この偉業は「文字を持たないグループの一員が文字体系を独力で作り出した、歴史上唯一の例」と評価されています。
さらには「チェロキー文字」はその文字の価値を認めたチェロキーの人々に広まり、その識字率は当時の白人入植者よりも高かったそうです。
彼はアルファベットやアラビア数字などを参考に86の音節文字を創出しましたが、元のアルファベットの音とは無関係に文字体系を作ったので、英語などでアルファベットになれた人にはかえって習得に時間がかかるようです。
「チェロキー文字」にはアルファベットや数字にはないものも多くあり、彼によって無から創造されたそれらの造形は思わず笑顔を誘います。
たとえばシクウォイアさんのお名前をチェロキー文字で表すと

となります。(左からs, si, quo, ya)
ね、楽しいでしょ。
ちなみに、この記事のタイトル「世界爺(せかいや)」はセコイアの思いっきりの当て字ですが、検索してみるとあちらこちらに用例がありますね。
《蛇足の蛇足》
ところで、上ではメタセコイアとセコイアをあまり区別せずに使いました。違いはあるのでしょうか。
私には小学校のころに「メタセコイア」の植樹イベントがあって、そのときに「この木は生きた化石である」という説明があったようなおぼろげな記憶が残っています。
「メタ」がなぜ「セコイア」の前についていたのか...調べてみると...
セコイアとメタセコイアは別の種類でした!
セコイアはアメリカ合衆国の「セコイア国立公園」などで有名な世界最大の巨木で常緑樹。落葉しません。
ですから私たちが日本で紅葉を愛でているのはすべて「メタセコイア」。
では、なぜ「メタ」がつくのか。
1941年、大阪市立大学教授の三木茂博士が岐阜県土岐(とき)市で発見された植物の化石をセコイアとは別種であるとして、「後の=meta」を冠して「メタセコイア」と命名なさいました。
このメタセコイアはおよそ100万年前には絶滅したと考えられていましたが、1945年、中国四川省で現存しているメタセコイアが発見されたのです。

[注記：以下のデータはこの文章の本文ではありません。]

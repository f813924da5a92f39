//! OpenAI-compatible client configuration with sensible defaults.

use crate::config::ModelSettings;
use crate::error::{CutlineError, Result};
use async_openai::{config::OpenAIConfig, Client};
use std::time::Duration;

/// Create a client for the configured endpoint.
///
/// The HTTP timeout comes from `model.timeout_secs` so a hung provider
/// cannot stall a request forever.
pub fn create_client(settings: &ModelSettings, api_key: &str) -> Result<Client<OpenAIConfig>> {
    create_client_with_timeout(
        settings,
        api_key,
        Duration::from_secs(settings.timeout_secs),
    )
}

/// Create a client with a custom timeout.
pub fn create_client_with_timeout(
    settings: &ModelSettings,
    api_key: &str,
    timeout: Duration,
) -> Result<Client<OpenAIConfig>> {
    let http_client = reqwest::Client::builder()
        .timeout(timeout)
        .build()
        .map_err(|e| CutlineError::Config(format!("Failed to create HTTP client: {}", e)))?;

    let config = OpenAIConfig::new()
        .with_api_base(settings.base_url.trim_end_matches('/'))
        .with_api_key(api_key);

    Ok(Client::with_config(config).with_http_client(http_client))
}
//! Time expression handling.
//!
//! Users describe placement in free text ("from 2 sec for 10 sec",
//! "at 1:30", "make it 500ms long"). This module turns those expressions
//! into seconds and completes the start/duration/end triple of a tool call.

mod normalize;
mod parse;

pub use normalize::{normalize, TimeSpec, DURATION_KEY, END_KEY, START_KEY};
pub use parse::parse_seconds;
//! Error types for Cutline.

use thiserror::Error;

/// Library-level error type for Cutline operations.
#[derive(Error, Debug)]
pub enum CutlineError {
    #[error("Configuration error: {0}")]
    Config(String),

    #[error("Model provider error: {0}")]
    UpstreamTransport(String),

    #[error("Unparseable model response: {0}")]
    UnparseableResponse(String),

    #[error("Invalid intent: {0}")]
    Validation(String),

    #[error("Invalid input: {0}")]
    InvalidInput(String),

    #[error("Prompt error: {0}")]
    Prompt(String),

    #[error("IO error: {0}")]
    Io(#[from] std::io::Error),

    #[error("JSON error: {0}")]
    Json(#[from] serde_json::Error),

    #[error("TOML parse error: {0}")]
    TomlParse(#[from] toml::de::Error),
}

impl CutlineError {
    /// Whether the error was caused by the caller rather than the service.
    pub fn is_client_error(&self) -> bool {
        matches!(self, CutlineError::InvalidInput(_))
    }
}

/// Result type alias for Cutline operations.
pub type Result<T> = std::result::Result<T, CutlineError>;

まさに「生きた化石」!
そして、現地を調査したアメリカ合衆国の古生物学者チェイニー博士(Dr. Ralph W. Chaney)が採集した種子から育てられた苗木100本が、三木博士によって大阪市立大学に寄贈され、それが日本各地に広がっていきました。
(チェイニー博士は昭和天皇に種子と苗木を献上し、それが現在も皇居の吹上御苑にそびえているそうです。)
メタセコイアは意外にも大阪と深い関わりのある植物なのでした。
トランプとレディーがいつもお散歩に行く大きな公園のメタセコイアの中にも最初の苗木から育ったものがあるかもしれません。
《蛇足の蛇足の蛇足》
メタセコイアの「メタ」はMetaphysics(形而上学)の「メタ」と同じものだったんですね。
Metaphysics の meta はアリストテレスの著作編集の際、形而上学的な考察を自然科学(physics)の「後に」置いたといういささか残念な語源(諸説あり。)ですが、内容的には後の方が高次のものだったので、現在では「メタ~」を「高次の~」という意味で使うようになったのはご存じの通り。
それに対して「形而上学」の「形而上」は易経の一節にある言葉で、この訳語を考えついた人の知性と感性にはただ敬服するのみです。